TASK INSTRUCTIONS: Each line of the data below that contains "NaiveDate" must be copied.

TASK DATA Start Marker

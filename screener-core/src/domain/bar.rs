//! Bar: one trading day of validated market data.

use chrono::NaiveDate;
use serde::{Deserialize, Serialize};

/// Daily OHLCV bar for the screened instrument.
///
/// Bars only exist after the input boundary (`ingest::validate`) has accepted
/// them: prices are finite and positive, volume is finite and non-negative.
/// Immutable once built.
#[derive(Debug, Clone, Copy, PartialEq, Serialize, Deserialize)]
pub struct Bar {
    pub date: NaiveDate,
    pub open: f64,
    pub high: f64,
    pub low: f64,
    pub close: f64,
    pub volume: f64,
}

impl Bar {
    /// Returns true if any OHLCV field is NaN (void bar).
    pub fn is_void(&self) -> bool {
        self.open.is_nan()
            || self.high.is_nan()
            || self.low.is_nan()
            || self.close.is_nan()
            || self.volume.is_nan()
    }

    /// Basic OHLCV sanity check: finite positive prices, high >= low,
    /// non-negative volume.
    pub fn is_sane(&self) -> bool {
        if self.is_void() {
            return false;
        }
        [self.open, self.high, self.low, self.close]
            .iter()
            .all(|p| p.is_finite() && *p > 0.0)
            && self.high >= self.low
            && self.volume.is_finite()
            && self.volume >= 0.0
    }

    pub fn ohlcv(&self) -> [f64; 5] {
        [self.open, self.high, self.low, self.close, self.volume]
    }

    /// Candle closed above its open.
    pub fn is_bullish(&self) -> bool {
        self.close > self.open
    }
}
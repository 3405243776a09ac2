// Shared trait + plumbing for venue quote sources

use std::future::Future;
use std::time::Duration;

use serde::de::DeserializeOwned;
use thiserror::Error;
use tracing::{debug, warn};

use crate::engine::types::OrderBook;
use crate::market_data::normaliser::NormaliseError;
use crate::market_data::rate_limiter::RateLimiter;

/// A venue that can hand over a point-in-time book, already normalised.
///
/// `fetch` never fails: a denied rate limit or any transport/parse problem
/// yields an empty book, so one bad venue cannot sink the whole estimate.
#[async_trait::async_trait]
pub trait QuoteSource: Send + Sync {
    fn name(&self) -> &'static str;

    async fn fetch(&self) -> OrderBook;
}

#[derive(Debug, Error)]
pub enum FetchError {
    #[error("request failed: {0}")]
    Http(#[from] reqwest::Error),
    #[error("unexpected status {status} from {url}")]
    Status { status: reqwest::StatusCode, url: String },
    #[error("malformed body: {0}")]
    Decode(#[from] serde_json::Error),
    #[error("bad level: {0}")]
    Normalise(#[from] NormaliseError),
}

pub fn http_client(timeout: Duration) -> reqwest::Result<reqwest::Client> {
    reqwest::Client::builder()
        .timeout(timeout)
        .user_agent(concat!(env!("CARGO_PKG_NAME"), "/", env!("CARGO_PKG_VERSION")))
        .build()
}

// Single unauthenticated GET, JSON body decoded into the venue's wire type
pub(crate) async fn get_json<T: DeserializeOwned>(client: &reqwest::Client, url: &str) -> Result<T, FetchError> {
    let res = client.get(url).send().await?;
    let status = res.status();
    if !status.is_success() {
        return Err(FetchError::Status { status, url: url.to_string() });
    }
    let body = res.bytes().await?;
    Ok(serde_json::from_slice(&body)?)
}

// Limiter check first, then the fetch; every failure collapses to an empty book.
pub(crate) async fn gated<F, Fut>(venue: &'static str, limiter: &RateLimiter, fetch: F) -> OrderBook
where
    F: FnOnce() -> Fut,
    Fut: Future<Output = Result<OrderBook, FetchError>>,
{
    if !limiter.allow() {
        warn!(venue, cooldown_ms = limiter.cooldown().as_millis() as u64, "Rate limited, contributing no liquidity");
        metrics::counter!("lobx_fetch_total", "venue" => venue, "outcome" => "rate_limited").increment(1);
        return OrderBook::default();
    }

    match fetch().await {
        Ok(book) => {
            debug!(venue, bids = book.bids.len(), asks = book.asks.len(), "Fetched book");
            metrics::counter!("lobx_fetch_total", "venue" => venue, "outcome" => "ok").increment(1);
            book
        }
        Err(e) => {
            warn!(venue, error = %e, "Fetch failed, contributing no liquidity");
            metrics::counter!("lobx_fetch_total", "venue" => venue, "outcome" => "error").increment(1);
            OrderBook::default()
        }
    }
}

pub mod coinbase;
pub mod coinbase_types;
pub mod gemini;
pub mod gemini_types;
// Convert wire price/size encodings into the common `Order` shape.
// Venues send decimals as JSON strings ("50000.01") or, less often, bare numbers.

use serde::Deserialize;
use thiserror::Error;

use crate::engine::types::Order;

#[derive(Debug, Clone, PartialEq, Deserialize)]
#[serde(untagged)]
pub enum WireNumber {
    Text(String),
    Number(f64),
}

impl WireNumber {
    pub fn to_f64(&self) -> Result<f64, NormaliseError> {
        let value = match self {
            WireNumber::Text(s) => s
                .trim()
                .parse::<f64>()
                .map_err(|_| NormaliseError::Unparseable(s.clone()))?,
            WireNumber::Number(n) => *n,
        };
        if value.is_finite() {
            Ok(value)
        } else {
            Err(NormaliseError::NonFinite(value))
        }
    }
}

#[derive(Debug, Error, PartialEq)]
pub enum NormaliseError {
    #[error("cannot parse {0:?} as a decimal")]
    Unparseable(String),
    #[error("non-finite value {0}")]
    NonFinite(f64),
    #[error("price must be positive, got {0}")]
    NonPositivePrice(f64),
    #[error("quantity must not be negative, got {0}")]
    NegativeQuantity(f64),
    #[error("level has {0} fields, expected at least price and size")]
    ShortLevel(usize),
}

pub struct Normaliser;

impl Normaliser {
    pub fn price(raw: &WireNumber) -> Result<f64, NormaliseError> {
        let price = raw.to_f64()?;
        if price > 0.0 {
            Ok(price)
        } else {
            Err(NormaliseError::NonPositivePrice(price))
        }
    }

    pub fn size(raw: &WireNumber) -> Result<f64, NormaliseError> {
        let size = raw.to_f64()?;
        if size >= 0.0 {
            Ok(size)
        } else {
            Err(NormaliseError::NegativeQuantity(size))
        }
    }

    /// `None` for an empty level, which carries no liquidity.
    pub fn level(price: &WireNumber, size: &WireNumber) -> Result<Option<Order>, NormaliseError> {
        let price = Self::price(price)?;
        let size = Self::size(size)?;
        Ok((size > 0.0).then(|| Order::new(price, size)))
    }

    // Positional layout: [price, size, ...venue extras]
    pub fn positional(fields: &[WireNumber]) -> Result<Option<Order>, NormaliseError> {
        match fields {
            [price, size, ..] => Self::level(price, size),
            _ => Err(NormaliseError::ShortLevel(fields.len())),
        }
    }

    /// Normalise a whole side; one bad level rejects the side.
    pub fn side<I, F>(levels: I, mut to_order: F) -> Result<Vec<Order>, NormaliseError>
    where
        I: IntoIterator,
        F: FnMut(I::Item) -> Result<Option<Order>, NormaliseError>,
    {
        let mut out = Vec::new();
        for level in levels {
            if let Some(order) = to_order(level)? {
                out.push(order);
            }
        }
        Ok(out)
    }
}
// Pure, venue-agnostic pieces: data model and the greedy matcher
pub mod matcher;
pub mod types;

pub use matcher::{execute, execute_buy, execute_sell};
pub use types::{Execution, Order, OrderBook, Side};
use std::collections::BTreeMap;

use ordered_float::OrderedFloat;

use crate::engine::types::{Order, OrderBook};

/// Every venue's liquidity in one pool per side.
///
/// Plain concatenation: levels at the same price from different venues stay
/// separate entries. The matcher re-sorts, so concatenation order is irrelevant.
#[derive(Debug, Clone, Default, PartialEq)]
pub struct AggregatedBook {
    pub bids: Vec<Order>,
    pub asks: Vec<Order>,
}

pub fn aggregate(snapshots: &[OrderBook]) -> AggregatedBook {
    let mut merged = AggregatedBook {
        bids: Vec::with_capacity(snapshots.iter().map(|s| s.bids.len()).sum()),
        asks: Vec::with_capacity(snapshots.iter().map(|s| s.asks.len()).sum()),
    };
    for snapshot in snapshots {
        merged.bids.extend_from_slice(&snapshot.bids);
        merged.asks.extend_from_slice(&snapshot.asks);
    }
    merged
}

impl AggregatedBook {
    pub fn is_empty(&self) -> bool {
        self.bids.is_empty() && self.asks.is_empty()
    }

    // Highest bid across venues
    pub fn best_bid(&self) -> Option<Order> {
        self.bids.iter().copied().max_by(|a, b| a.price.total_cmp(&b.price))
    }

    // Lowest ask across venues
    pub fn best_ask(&self) -> Option<Order> {
        self.asks.iter().copied().min_by(|a, b| a.price.total_cmp(&b.price))
    }

    pub fn spread(&self) -> Option<f64> {
        Some(self.best_ask()?.price - self.best_bid()?.price)
    }

    pub fn total_bid_quantity(&self) -> f64 {
        self.bids.iter().map(|o| o.quantity).sum()
    }

    pub fn total_ask_quantity(&self) -> f64 {
        self.asks.iter().map(|o| o.quantity).sum()
    }

    /// Depth ladder with sizes summed by price, best `n` levels per side.
    /// A view for reporting only; the matcher works on the raw pools.
    pub fn depth_top_n(&self, n: usize) -> (Vec<(f64, f64)>, Vec<(f64, f64)>) {
        let bids = ladder(&self.bids);
        let asks = ladder(&self.asks);

        let top_bids = bids.iter().rev().take(n).map(|(p, s)| (p.0, *s)).collect();
        let top_asks = asks.iter().take(n).map(|(p, s)| (p.0, *s)).collect();
        (top_bids, top_asks)
    }
}

fn ladder(side: &[Order]) -> BTreeMap<OrderedFloat<f64>, f64> {
    let mut levels: BTreeMap<OrderedFloat<f64>, f64> = BTreeMap::new();
    for order in side {
        *levels.entry(OrderedFloat(order.price)).or_default() += order.quantity;
    }
    levels
}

TASK DATA End Marker

WRITTEN RESPONSE:
use chrono::NaiveDate;
    pub date: NaiveDate,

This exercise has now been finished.